§ DESCRIPTION OF THE TASK: Which lines of the records below contain the word "bytes"? Show each one.

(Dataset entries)
-- Opening Marker --

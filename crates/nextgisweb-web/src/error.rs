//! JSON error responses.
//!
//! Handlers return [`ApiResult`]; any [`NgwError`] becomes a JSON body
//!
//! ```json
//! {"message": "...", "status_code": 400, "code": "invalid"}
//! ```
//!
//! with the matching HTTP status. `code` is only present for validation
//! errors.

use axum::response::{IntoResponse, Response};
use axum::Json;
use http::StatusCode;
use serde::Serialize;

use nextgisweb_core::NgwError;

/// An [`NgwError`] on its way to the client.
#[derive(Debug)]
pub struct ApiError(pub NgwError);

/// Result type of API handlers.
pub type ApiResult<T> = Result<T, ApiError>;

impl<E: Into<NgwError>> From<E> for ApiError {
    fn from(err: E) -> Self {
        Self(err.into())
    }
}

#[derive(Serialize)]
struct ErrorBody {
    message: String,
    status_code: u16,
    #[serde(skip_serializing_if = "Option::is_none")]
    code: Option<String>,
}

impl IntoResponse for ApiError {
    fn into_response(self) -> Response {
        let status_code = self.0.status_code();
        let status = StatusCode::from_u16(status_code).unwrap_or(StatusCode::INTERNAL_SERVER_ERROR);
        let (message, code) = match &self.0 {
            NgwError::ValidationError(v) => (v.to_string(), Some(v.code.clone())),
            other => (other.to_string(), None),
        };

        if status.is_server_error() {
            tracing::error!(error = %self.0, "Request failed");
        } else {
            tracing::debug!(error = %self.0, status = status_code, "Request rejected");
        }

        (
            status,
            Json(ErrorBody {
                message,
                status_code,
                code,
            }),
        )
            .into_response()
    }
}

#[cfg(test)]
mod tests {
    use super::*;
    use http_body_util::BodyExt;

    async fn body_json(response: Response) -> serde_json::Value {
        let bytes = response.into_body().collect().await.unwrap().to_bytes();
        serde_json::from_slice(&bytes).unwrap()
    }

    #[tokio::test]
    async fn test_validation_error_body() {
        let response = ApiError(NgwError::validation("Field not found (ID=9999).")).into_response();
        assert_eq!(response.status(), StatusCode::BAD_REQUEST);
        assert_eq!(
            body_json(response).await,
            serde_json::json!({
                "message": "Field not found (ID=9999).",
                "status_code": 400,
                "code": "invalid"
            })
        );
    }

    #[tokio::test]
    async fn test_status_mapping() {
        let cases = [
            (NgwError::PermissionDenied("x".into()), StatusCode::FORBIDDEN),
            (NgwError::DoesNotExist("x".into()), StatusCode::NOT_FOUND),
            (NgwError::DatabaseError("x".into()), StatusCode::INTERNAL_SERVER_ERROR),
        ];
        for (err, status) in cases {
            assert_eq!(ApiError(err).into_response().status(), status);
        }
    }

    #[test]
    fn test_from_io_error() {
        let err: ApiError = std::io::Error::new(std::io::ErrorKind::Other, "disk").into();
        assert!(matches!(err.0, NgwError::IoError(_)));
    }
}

-- Closing Marker --
-- Opening Marker --

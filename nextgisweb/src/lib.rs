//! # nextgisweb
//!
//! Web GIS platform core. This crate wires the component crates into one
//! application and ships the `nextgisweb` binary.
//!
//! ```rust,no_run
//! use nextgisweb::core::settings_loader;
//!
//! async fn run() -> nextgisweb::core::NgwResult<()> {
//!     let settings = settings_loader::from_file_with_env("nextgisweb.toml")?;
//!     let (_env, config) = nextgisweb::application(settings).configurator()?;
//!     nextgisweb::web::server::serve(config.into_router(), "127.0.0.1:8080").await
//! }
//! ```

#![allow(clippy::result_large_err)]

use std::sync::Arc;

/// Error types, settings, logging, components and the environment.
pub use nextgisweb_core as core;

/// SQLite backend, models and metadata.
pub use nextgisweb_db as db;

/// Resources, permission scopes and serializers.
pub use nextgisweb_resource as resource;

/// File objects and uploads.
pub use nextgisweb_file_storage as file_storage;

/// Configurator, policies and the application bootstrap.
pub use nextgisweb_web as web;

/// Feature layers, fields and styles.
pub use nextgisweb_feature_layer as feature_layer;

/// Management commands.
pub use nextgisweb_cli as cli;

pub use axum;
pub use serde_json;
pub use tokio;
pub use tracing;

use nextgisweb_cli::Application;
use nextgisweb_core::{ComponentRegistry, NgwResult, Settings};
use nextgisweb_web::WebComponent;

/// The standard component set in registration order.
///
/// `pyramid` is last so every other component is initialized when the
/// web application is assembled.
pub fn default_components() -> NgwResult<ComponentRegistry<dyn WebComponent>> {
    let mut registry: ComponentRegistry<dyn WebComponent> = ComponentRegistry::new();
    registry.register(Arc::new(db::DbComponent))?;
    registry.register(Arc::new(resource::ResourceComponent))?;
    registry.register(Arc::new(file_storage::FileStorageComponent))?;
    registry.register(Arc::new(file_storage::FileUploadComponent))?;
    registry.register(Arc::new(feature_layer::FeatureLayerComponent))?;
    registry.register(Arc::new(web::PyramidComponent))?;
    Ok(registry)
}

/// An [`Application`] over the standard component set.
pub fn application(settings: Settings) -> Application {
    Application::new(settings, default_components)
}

-- Closing Marker --
-- Opening Marker --

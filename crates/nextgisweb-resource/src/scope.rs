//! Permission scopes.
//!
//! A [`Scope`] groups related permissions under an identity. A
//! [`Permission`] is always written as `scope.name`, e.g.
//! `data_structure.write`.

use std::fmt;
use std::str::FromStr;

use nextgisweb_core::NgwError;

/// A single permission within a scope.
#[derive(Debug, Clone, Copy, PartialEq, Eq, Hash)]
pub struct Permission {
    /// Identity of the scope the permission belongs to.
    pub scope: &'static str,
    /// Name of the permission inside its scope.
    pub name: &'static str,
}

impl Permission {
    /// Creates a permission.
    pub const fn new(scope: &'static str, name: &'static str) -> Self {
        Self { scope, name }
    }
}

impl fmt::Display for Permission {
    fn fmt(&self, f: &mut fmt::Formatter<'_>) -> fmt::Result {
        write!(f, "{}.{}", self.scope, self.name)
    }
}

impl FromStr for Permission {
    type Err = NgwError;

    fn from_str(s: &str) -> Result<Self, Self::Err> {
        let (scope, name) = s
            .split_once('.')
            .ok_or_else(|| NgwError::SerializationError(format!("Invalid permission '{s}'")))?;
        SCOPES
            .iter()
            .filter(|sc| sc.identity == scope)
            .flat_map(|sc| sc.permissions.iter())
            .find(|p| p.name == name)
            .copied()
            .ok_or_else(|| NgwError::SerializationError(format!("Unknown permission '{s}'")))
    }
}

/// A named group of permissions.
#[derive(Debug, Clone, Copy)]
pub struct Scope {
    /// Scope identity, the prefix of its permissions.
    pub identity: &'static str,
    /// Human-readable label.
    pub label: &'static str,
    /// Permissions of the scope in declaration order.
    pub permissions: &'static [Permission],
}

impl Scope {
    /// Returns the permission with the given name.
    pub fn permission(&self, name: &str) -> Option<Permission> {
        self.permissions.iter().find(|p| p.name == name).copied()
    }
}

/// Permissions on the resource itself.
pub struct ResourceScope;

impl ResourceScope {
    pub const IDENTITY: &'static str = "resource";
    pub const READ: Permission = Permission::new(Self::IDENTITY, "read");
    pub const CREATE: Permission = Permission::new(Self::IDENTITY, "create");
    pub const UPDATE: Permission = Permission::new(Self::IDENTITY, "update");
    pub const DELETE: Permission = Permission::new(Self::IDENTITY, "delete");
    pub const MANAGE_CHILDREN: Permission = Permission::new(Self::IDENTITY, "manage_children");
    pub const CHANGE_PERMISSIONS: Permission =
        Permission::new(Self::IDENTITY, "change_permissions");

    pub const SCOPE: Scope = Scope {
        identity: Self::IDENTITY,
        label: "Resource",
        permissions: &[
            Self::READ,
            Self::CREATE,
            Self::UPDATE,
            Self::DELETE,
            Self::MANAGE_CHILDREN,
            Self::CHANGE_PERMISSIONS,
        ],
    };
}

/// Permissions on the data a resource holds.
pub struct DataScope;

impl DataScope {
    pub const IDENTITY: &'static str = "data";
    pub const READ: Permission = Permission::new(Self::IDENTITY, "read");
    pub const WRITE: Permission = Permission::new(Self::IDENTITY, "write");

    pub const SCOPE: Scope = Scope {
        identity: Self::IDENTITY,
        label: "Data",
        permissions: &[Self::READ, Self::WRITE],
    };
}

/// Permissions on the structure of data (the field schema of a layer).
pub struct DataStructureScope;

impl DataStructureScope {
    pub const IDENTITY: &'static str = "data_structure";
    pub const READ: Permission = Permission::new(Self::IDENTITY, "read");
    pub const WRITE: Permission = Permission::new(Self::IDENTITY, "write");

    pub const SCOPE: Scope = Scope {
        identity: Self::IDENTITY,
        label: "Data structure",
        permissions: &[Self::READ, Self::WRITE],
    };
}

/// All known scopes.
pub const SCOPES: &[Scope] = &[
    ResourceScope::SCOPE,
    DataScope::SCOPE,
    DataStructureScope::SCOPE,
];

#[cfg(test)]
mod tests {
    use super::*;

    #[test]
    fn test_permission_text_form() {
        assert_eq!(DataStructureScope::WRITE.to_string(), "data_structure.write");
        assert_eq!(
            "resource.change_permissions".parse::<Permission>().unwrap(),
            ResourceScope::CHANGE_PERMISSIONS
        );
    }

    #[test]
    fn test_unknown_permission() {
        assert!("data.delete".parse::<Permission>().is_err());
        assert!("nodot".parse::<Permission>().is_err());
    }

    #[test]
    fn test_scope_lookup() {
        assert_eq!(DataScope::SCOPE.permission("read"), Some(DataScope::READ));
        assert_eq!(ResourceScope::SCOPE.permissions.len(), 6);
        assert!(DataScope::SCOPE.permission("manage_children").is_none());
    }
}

-- Closing Marker --

§ YOUR SOLUTION:
        let bytes = response.into_body().collect().await.unwrap().to_bytes();
        serde_json::from_slice(&bytes).unwrap()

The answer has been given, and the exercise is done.